There was a moment where a dear friend offered me a life-raft: a cranberry-almond granola bar. A heavenly light shone down upon it, illuminating every succulent morsel ... I was painfully awakened from my desert-oasis-type hallucination as I was reminded that, “this is a school: NO NUTS ALLOWED.”
When I finally made it back to children, I was spent. My mother was in a closet with the three-year old “hiding from lions” and my eldest was iPading in a homemade fort. On the stove was a bubbling pan of goulash which, my step-father informed me, was intended for me and the kids. The words had barely escaped his lips and I was snarfing down my second bowl like a wild boar, my mouth burning with pleasure (and also, actually, burning. I have blisters).
One child spiking a temp, one child refusing to eat and one more two-hour rehearsal later, I was in bed. I survived Sunday.
This morning (Monday) was my first, real, adult morning of getting the kids up and fed and cleaned and dressed and off to their respective places before heading to work. We missed the school bus. I was an hour late for work. And I forgot the only garbage day I was responsible for. Now our back porch (where I’ve been hoarding the garbage bags) smells like a donkey with leaky flatulence and a festering flesh wound, who's sitting atop a compost heap in a steam room while regurgitating several old onions and a rotten banana.

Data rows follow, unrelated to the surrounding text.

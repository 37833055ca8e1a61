//! The node orchestrator: lifecycle, message routing, chain sync and
//! mining control.
//!
//! A node owns its ledger, mempool and orphan buffer; the transport owns
//! the peer table and send queues and hands decoded messages over a
//! channel. One dispatch task drains that channel, so all state
//! mutations are serialized.

use std::collections::HashMap;
use std::sync::atomic::{AtomicBool, Ordering};
use std::sync::{Arc, Mutex, Weak};
use std::time::Duration;

use log::{debug, info, warn};
use serde::Serialize;
use thiserror::Error;

use forgecoin_core::constants::{DEFAULT_BLOCK_REWARD, DEFAULT_DIFFICULTY, MAX_BLOCK_TXS};
use forgecoin_core::{pow, unix_time, Block, Ledger, Mempool, MempoolError, Transaction};

use crate::transport::{GossipNetwork, Inbound, NetError};
use crate::wire::Payload;

/// Window a chain-sync request gets before the orphan is retried against
/// another peer.
pub const SYNC_RETRY_WINDOW: Duration = Duration::from_secs(5);

/// Bound on distinct parents held in the orphan buffer.
const ORPHAN_BUFFER_CAPACITY: usize = 64;

#[derive(Debug, Error)]
pub enum NodeError {
    #[error("node is already running")]
    AlreadyRunning,
    #[error("node is not running")]
    NotRunning,
    #[error(transparent)]
    Net(#[from] NetError),
}

/// Node lifecycle states.
#[derive(Debug, Clone, Copy, PartialEq, Eq, Serialize)]
pub enum LifecycleState {
    Down,
    Starting,
    Up,
    Stopping,
}

/// Construction parameters for a node.
#[derive(Debug, Clone)]
pub struct NodeConfig {
    pub node_id: String,
    pub host: String,
    /// Listening port; 0 binds an ephemeral port.
    pub port: u16,
    pub difficulty: u32,
    pub block_reward: f64,
    /// Recipient of this node's coinbase rewards.
    pub miner_address: String,
    /// Mine automatically whenever applicable transactions are pending.
    pub auto_mine: bool,
}

impl NodeConfig {
    pub fn new(node_id: impl Into<String>, host: impl Into<String>, port: u16) -> Self {
        let node_id = node_id.into();
        NodeConfig {
            miner_address: node_id.clone(),
            node_id,
            host: host.into(),
            port,
            difficulty: DEFAULT_DIFFICULTY,
            block_reward: DEFAULT_BLOCK_REWARD,
            auto_mine: false,
        }
    }
}

/// Read-only snapshot served to dashboards and tests.
#[derive(Debug, Clone, Serialize)]
pub struct NodeStatus {
    pub node_id: String,
    pub height: u64,
    pub tip_hash: String,
    pub balance: f64,
    pub mempool_size: usize,
    pub peer_ids: Vec<String>,
    pub is_mining: bool,
}

/// Blocks whose parent is not yet known, indexed by `previous_hash`.
#[derive(Debug, Default)]
struct OrphanBuffer {
    by_parent: HashMap<String, Vec<Block>>,
    arrival: Vec<String>,
}

impl OrphanBuffer {
    fn insert(&mut self, block: Block) {
        let parent = block.previous_hash.clone();
        let children = self.by_parent.entry(parent.clone()).or_insert_with(|| {
            self.arrival.push(parent.clone());
            Vec::new()
        });
        if children.iter().any(|b| b.hash == block.hash) {
            return;
        }
        children.push(block);
        if self.by_parent.len() > ORPHAN_BUFFER_CAPACITY {
            let oldest = self.arrival.remove(0);
            self.by_parent.remove(&oldest);
        }
    }

    fn take_children(&mut self, parent_hash: &str) -> Vec<Block> {
        let children = self.by_parent.remove(parent_hash).unwrap_or_default();
        if !children.is_empty() {
            self.arrival.retain(|p| p != parent_hash);
        }
        children
    }
}

/// A complete blockchain node.
pub struct Node {
    /// Self-handle for the tasks the node spawns.
    me: Weak<Node>,
    config: NodeConfig,
    ledger: Mutex<Ledger>,
    mempool: Mutex<Mempool>,
    orphans: Mutex<OrphanBuffer>,
    network: GossipNetwork,
    state: Mutex<LifecycleState>,
    mining: AtomicBool,
    mine_stop: Arc<AtomicBool>,
    miner_task: Mutex<Option<tokio::task::JoinHandle<()>>>,
}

Our laundry mountain is growing. I've lost my keys. I don’t know how to use our dishwasher.
I miss my husband dearly. As the old saying goes: absence makes the heart grow fonder… It also makes the heart shoot pain into your chest wall, mimicking an infarction; but, really, it’s just stress-induced angina caused by your cringe-worthy inadequacy when it comes to independent adulting.
Three more sleeps.
Heather Huybregts is a mother, physiotherapist, blogger (www.heatheronarock.com), wine advocate and puffin whisperer from Corner Brook, NL. Her column appears biweekly.